PAM is a cooking spray currently owned and distributed by ConAgra Foods. Its main ingredient is canola oil.

PAM was introduced in 1959 by Leon Rubin who, with Arthur Meyerhoff, started PAM Products, Inc. to market the spray.  The name PAM is an acronym for Product of Arthur Meyerhoff. In 1971, Gibraltar Industries merged with American Home Products (now Wyeth) and became part of the Boyle-Midway portfolio. When Reckitt & Colman (now Reckitt Benckiser) acquired Boyle-Midway from American Home Products in 1990, PAM became part of the American Home Foods subsidiary.

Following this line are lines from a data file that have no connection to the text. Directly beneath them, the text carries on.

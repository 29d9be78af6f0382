//! Command-line interface for brief-forge.
//!
//! The CLI is a thin shell over [`ResearchService`]: it validates the user
//! inputs, refuses to start while required configuration is missing, wires
//! a textual progress subscriber, and writes the downloadable artifacts of
//! a successful run.

use std::path::PathBuf;

use anyhow::{bail, Context};
use clap::{Parser, Subcommand};

use crate::export;
use crate::pipeline::{ProgressReporter, ResearchService, RunParams};
use crate::validation::{validate_email, validate_num_results, validate_topic};

/// Research brief pipeline: web research, summarization and email delivery.
#[derive(Debug, Parser)]
#[command(name = "brief-forge", version, about)]
pub struct Cli {
    /// Log level used when RUST_LOG is not set.
    #[arg(long, global = true, env = "LOG_LEVEL", default_value = "info")]
    pub log_level: String,

    #[command(subcommand)]
    pub command: Command,
}

/// Available commands.
#[derive(Debug, Subcommand)]
pub enum Command {
    /// Run the full research workflow for a topic.
    Run {
        /// Research topic to investigate.
        #[arg(long)]
        topic: String,

        /// Email address the report is delivered to.
        #[arg(long)]
        recipient: String,

        /// Report format: "Summary Report", "Detailed Analysis" or
        /// "Executive Brief".
        #[arg(long, default_value = "Summary Report")]
        format: String,

        /// Number of search results to gather (1-20).
        #[arg(long, default_value_t = 5)]
        num_results: usize,

        /// Optional focus areas (repeatable).
        #[arg(long = "focus")]
        focus_areas: Vec<String>,

        /// Directory the report artifacts are written to.
        #[arg(long, default_value = "./reports")]
        output_dir: PathBuf,
    },

    /// Report which required configuration keys are missing.
    CheckConfig,
}

/// Parses command-line arguments.
pub fn parse_cli() -> Cli {
    Cli::parse()
}

/// Runs the parsed command.
pub async fn run_with_cli(cli: Cli) -> anyhow::Result<()> {
    match cli.command {
        Command::Run {
            topic,
            recipient,
            format,
            num_results,
            focus_areas,
            output_dir,
        } => {
            run_workflow(topic, recipient, format, num_results, focus_areas, output_dir).await
        }
        Command::CheckConfig => check_config(),
    }
}

fn check_config() -> anyhow::Result<()> {
    let service = ResearchService::new(ProgressReporter::disabled());
    let missing = service
        .missing_configuration()
        .context("failed to load configuration")?;

    if missing.is_empty() {
        println!("Configuration complete: all required keys are set.");
    } else {
        println!("Missing required configuration keys:");
        for key in &missing {
            println!("  - {}", key);
        }
    }
    Ok(())
}

async fn run_workflow(
    topic: String,
    recipient: String,
    format: String,
    num_results: usize,
    focus_areas: Vec<String>,
    output_dir: PathBuf,
) -> anyhow::Result<()> {
    // Input validation happens before anything else; the pipeline never
    // starts on invalid input.
    let email = validate_email(&recipient);
    if !email.is_valid {
        bail!("Invalid email: {}", email.error.unwrap_or_default());
    }

    let topic = validate_topic(&topic);
    if !topic.is_valid {
        bail!("Invalid topic: {}", topic.error.unwrap_or_default());
    }

    let count = validate_num_results(num_results, 1, 20);
    if !count.is_valid {
        bail!("Invalid num-results: {}", count.error.unwrap_or_default());
    }

    let service = ResearchService::new(ProgressReporter::new(Box::new(|pct, message| {
        println!("[{:>3}%] {}", pct, message);
    })));

    let missing = service
        .missing_configuration()
        .context("failed to load configuration")?;
    if !missing.is_empty() {
        bail!("Missing required configuration keys: {}", missing.join(", "));
    }

    let mut params = RunParams::new(&topic.value, &email.value)
        .with_report_format(&format)
        .with_num_results(num_results);
    if !focus_areas.is_empty() {
        params = params.with_focus_areas(focus_areas);
    }

    let record = service.execute_research_workflow(&params).await;

    if !record.success {
        bail!(
            "Research workflow failed after {:.2}s: {}",
            record.elapsed_seconds,
            record.error_message.as_deref().unwrap_or("unknown error")
        );
    }

    println!();
    println!(
        "Research workflow completed in {:.2}s",
        record.elapsed_seconds
    );

    if let Some(email_status) = record.email_output() {
        println!();
        println!("Delivery status: {}", email_status);
    }

    let written = export::write_artifacts(&record, &topic.value, &output_dir)
        .context("failed to write report artifacts")?;
    for path in written {
        println!("Wrote {}", path.display());
    }

    Ok(())
}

In 1996, AHF was acquired from American Home Products by Hicks, Muse, Tate & Furst and C. Dean Metropoulos & Company, becoming International Home Foods, which in turn was acquired by ConAgra in 2000. 
PAM is marketed in various flavors, such as butter and olive oil, meant to impart the flavor of cooking with those ingredients.  Flavors such as lemon or garlic are also offered.  PAM also markets high-temperature sprays formulated for use when grilling etc., and one containing flour suitable for  dry-cooking as in baking.  PAM is marketed as a nominally zero-calorie alternative to other oils used as lubricants when using cooking methods such as sauteing or baking (US regulations allow food products to claim to be zero-calorie if they contain fewer than 5 calories per Reference Amount Customarily Consumed and per labeled serving, and the serving size of a  second spray is only 0.3 g containing about 2 calories.) Similar sprays are offered by other manufacturers.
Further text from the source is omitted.